How intestinal microbiota and the immune system are regulated and maintain a healthy, symbiotic relationship.

The Geuking lab develops genetically modified microbes and uses state-of-the-art methods that allow for controlled and defined experiments. Specifically, we are looking at how the microbiota modulates T helper cell response –– and how the microbiota is affected when these cell responses are directed at it. These are important parameters for designing therapies where the microbiota is used to therapeutically modulate immune responses in disease.

It has been demonstrated that the intestinal colonization even with a limited microbiota with low diversity requires induction of regulatory T cells (Treg) to establish immune homeostasis. This induction of immune regulation could potentially be therapeutically exploited. In caveat, however, is that the antigen-specificity of the induced Treg remains elusive. Therefore, we developed tools that allow us to address whether a microbiota with regulatory immune capacity also has the capacity to modulate antigen-specific T cell responses towards a regulatory phenotype. This would be essential for the rational design of therapies involving the microbiota to modulate antigen-specific responses involved in disease.

Impact of antigen-specific antimicrobial T helper cell responses on the function and composition of the microbiota.

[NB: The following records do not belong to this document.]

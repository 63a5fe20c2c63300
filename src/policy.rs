use std::cmp::Ordering;

use ahash::HashMap;

use crate::{evr::Evr, internal::arena::ArenaId, Pool, SolvableId, StringId};

/// Tunes the choices the solver makes and which changes it is allowed to
/// make to the installed system.
#[derive(Debug, Clone)]
#[cfg_attr(feature = "serde", derive(serde::Serialize, serde::Deserialize))]
#[cfg_attr(feature = "serde", serde(default))]
pub struct Policy {
    /// Allow replacing an installed solvable by an older version
    pub allow_downgrade: bool,
    /// Allow the solver to remove installed solvables that are in the way.
    /// When false every installed solvable must be kept or updated.
    pub allow_uninstall: bool,
    /// Installed solvables that may be removed even if `allow_uninstall` is
    /// false
    pub allow_uninstall_of: Vec<SolvableId>,
    /// Treat every installed solvable as if an update job targeted it
    pub update_all: bool,
    /// Do not let recommends influence which candidate is picked
    pub ignore_recommended: bool,
    /// Solvables whose obsoletes are not turned into rules
    pub ignore_obsoletes_of: Vec<SolvableId>,
    /// Architectures in order of preference, unlisted ones rank last
    pub arch_preference: Vec<String>,
    /// Reduce every problem to a minimal set of rules
    pub minimize_problems: bool,
}

impl Default for Policy {
    fn default() -> Self {
        Self {
            allow_downgrade: false,
            allow_uninstall: true,
            allow_uninstall_of: Vec::new(),
            update_all: false,
            ignore_recommended: false,
            ignore_obsoletes_of: Vec::new(),
            arch_preference: Vec::new(),
            minimize_problems: true,
        }
    }
}

impl Policy {
    /// Creates a policy with the default settings
    pub fn new() -> Self {
        Self::default()
    }

    /// Set whether installed solvables may be downgraded
    pub fn allow_downgrade(mut self, allow: bool) -> Self {
        self.allow_downgrade = allow;
        self
    }

    /// Set whether installed solvables may be removed
    pub fn allow_uninstall(mut self, allow: bool) -> Self {
        self.allow_uninstall = allow;
        self
    }

    /// Allow removing one installed solvable regardless of `allow_uninstall`
    pub fn with_uninstallable(mut self, solvable: SolvableId) -> Self {
        self.allow_uninstall_of.push(solvable);
        self
    }

    /// Set whether all installed solvables are updated
    pub fn update_all(mut self, update: bool) -> Self {
        self.update_all = update;
        self
    }

    /// Set whether recommends influence candidate selection
    pub fn ignore_recommended(mut self, ignore: bool) -> Self {
        self.ignore_recommended = ignore;
        self
    }

    /// Ignore the obsoletes of one solvable
    pub fn with_ignored_obsoletes(mut self, solvable: SolvableId) -> Self {
        self.ignore_obsoletes_of.push(solvable);
        self
    }

    /// Set the architectures in order of preference
    pub fn arch_preference<I, S>(mut self, archs: I) -> Self
    where
        I: IntoIterator<Item = S>,
        S: Into<String>,
    {
        self.arch_preference = archs.into_iter().map(Into::into).collect();
        self
    }

    /// Set whether problems are minimized
    pub fn minimize_problems(mut self, minimize: bool) -> Self {
        self.minimize_problems = minimize;
        self
    }

    pub(crate) fn may_uninstall(&self, solvable: SolvableId) -> bool {
        self.allow_uninstall || self.allow_uninstall_of.contains(&solvable)
    }
}

/// Orders candidates from most to least preferred.
///
/// Candidates are compared by, in order: being installed (only when asked
/// for), repository priority, version rank, repository subpriority,
/// architecture preference, vendor (only when comparing against an installed
/// solvable) and finally their id.
///
/// The version rank of a solvable is the position of its version among all
/// solvables with the same name, newest first. Comparing ranks instead of
/// versions keeps the order total when candidates have different names.
pub(crate) struct Ranking<'pool> {
    pool: &'pool Pool,
    arch_ranks: HashMap<StringId, usize>,
    version_ranks: Vec<u32>,
}

impl<'pool> Ranking<'pool> {
    pub(crate) fn new(pool: &'pool Pool, policy: &Policy) -> Self {
        let arch_ranks = policy
            .arch_preference
            .iter()
            .enumerate()
            .filter_map(|(rank, arch)| pool.lookup_string(arch).map(|arch| (arch, rank)))
            .collect();
        Self {
            pool,
            arch_ranks,
            version_ranks: version_ranks(pool),
        }
    }

    fn version_rank(&self, solvable: SolvableId) -> u32 {
        self.version_ranks[solvable.to_usize()]
    }

    fn arch_rank(&self, solvable: SolvableId) -> usize {
        let arch = self.pool.resolve_solvable(solvable).arch;
        self.arch_ranks
            .get(&arch)
            .copied()
            .unwrap_or(self.arch_ranks.len())
    }

    /// Returns `Less` if `a` is preferred over `b`.
    pub(crate) fn compare(
        &self,
        a: SolvableId,
        b: SolvableId,
        prefer_installed: bool,
        vendor: Option<StringId>,
    ) -> Ordering {
        let pool = self.pool;
        let (solvable_a, solvable_b) = (pool.resolve_solvable(a), pool.resolve_solvable(b));
        let (repo_a, repo_b) = (
            pool.resolve_repo(solvable_a.repo),
            pool.resolve_repo(solvable_b.repo),
        );

        let installed = if prefer_installed {
            pool.is_installed(b).cmp(&pool.is_installed(a))
        } else {
            Ordering::Equal
        };

        installed
            .then_with(|| repo_b.priority.cmp(&repo_a.priority))
            .then_with(|| self.version_rank(a).cmp(&self.version_rank(b)))
            .then_with(|| repo_b.subpriority.cmp(&repo_a.subpriority))
            .then_with(|| self.arch_rank(a).cmp(&self.arch_rank(b)))
            .then_with(|| match vendor {
                Some(vendor) => {
                    let same_a = solvable_a.vendor == Some(vendor);
                    let same_b = solvable_b.vendor == Some(vendor);
                    same_b.cmp(&same_a)
                }
                None => Ordering::Equal,
            })
            .then_with(|| a.cmp(&b))
    }

    /// Sorts candidates from most to least preferred.
    pub(crate) fn sort(&self, candidates: &mut [SolvableId], prefer_installed: bool) {
        candidates.sort_by(|&a, &b| self.compare(a, b, prefer_installed, None));
    }

    /// Sorts replacement candidates of an installed solvable, preferring ones
    /// from the same vendor.
    pub(crate) fn sort_for_update(&self, candidates: &mut [SolvableId], installed: SolvableId) {
        let vendor = self.pool.resolve_solvable(installed).vendor;
        candidates.sort_by(|&a, &b| self.compare(a, b, false, vendor));
    }
}

/// Numbers the distinct versions of every name, newest first.
fn version_ranks(pool: &Pool) -> Vec<u32> {
    let mut by_name: HashMap<StringId, Vec<(SolvableId, Evr<'_>)>> = HashMap::default();
    for (id, solvable) in pool.solvables.iter() {
        by_name
            .entry(solvable.name)
            .or_default()
            .push((id, pool.parsed_evr(id)));
    }

    let mut ranks = vec![0; pool.solvables.len()];
    for mut group in by_name.into_values() {
        group.sort_by(|(_, a), (_, b)| b.cmp(a));
        let mut rank = 0;
        for (index, (id, evr)) in group.iter().enumerate() {
            if index > 0 && group[index - 1].1 != *evr {
                rank += 1;
            }
            ranks[id.to_usize()] = rank;
        }
    }
    ranks
}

CD4+ T helper cells come in different flavours called effector functions. Some are more regulatory like Foxp3+ Treg while others are more pro-inflammatory such as interferon- producing T helper type 1 or interleukin-17 producing T helper type 17 cells. Nevertheless, all of these are important in appropriate adaptation and control of the intestinal microbiota. The prime example for this is the presence of dysregulated immune responses against the microbiota in inflammatory bowel disease that contribute to this chronic disorder.

The goal of this research area is to define how T helper cells with different effector functions differentially impact on the microbiota. This is addressed by measuring alterations in the composition of the microbiota and, more importantly, measuring changes in the transcriptional (gene expression) activity of the targeted microbial species.


How does the interaction between intestinal microbiota and the immune system affect health and diseases?

The microbiota has been shown to be implicated in a range of immune-mediated disorders including inflammatory bowel disease, autoimmunity, and allergy. Therefore, altering the composition or function of the microbiota is a promising therapeutic approach to modulate immune responses involved in disease. Because T helper cells are involved in both immune adaptations to colonization and pathologic processes in disease, the lab focuses on the interaction of the microbiota with T helper cells.

The team uses germ free mice in combination with genetically modified commensal species to interrogate whether and how the microbiota can modulate T helper cell responses. This allows for carefully controlled and defined experiments to study how the microbiota modulates T helper cell response, but also how, in return, T helper cell responses directed at the microbiota impact on the microbiota at the level of transcriptional or metabolic activity and microbiota composition.

These are important parameters that need to be defined to be able to rationally design therapies that involve use of the microbiota as a tool to therapeutically modulate immune responses in disease.

This project develops genetically modified microbes as tools to study antigen-specific T helper cell responses in gnotobiotic situations with precisely defined species composition of the microbiota. This allows the use of state-of-the-art technologies including intravital microscopy, next generation transcriptional profiling of individual sorted species, and immunophenotyping using flow and mass cytometry to be used as readouts.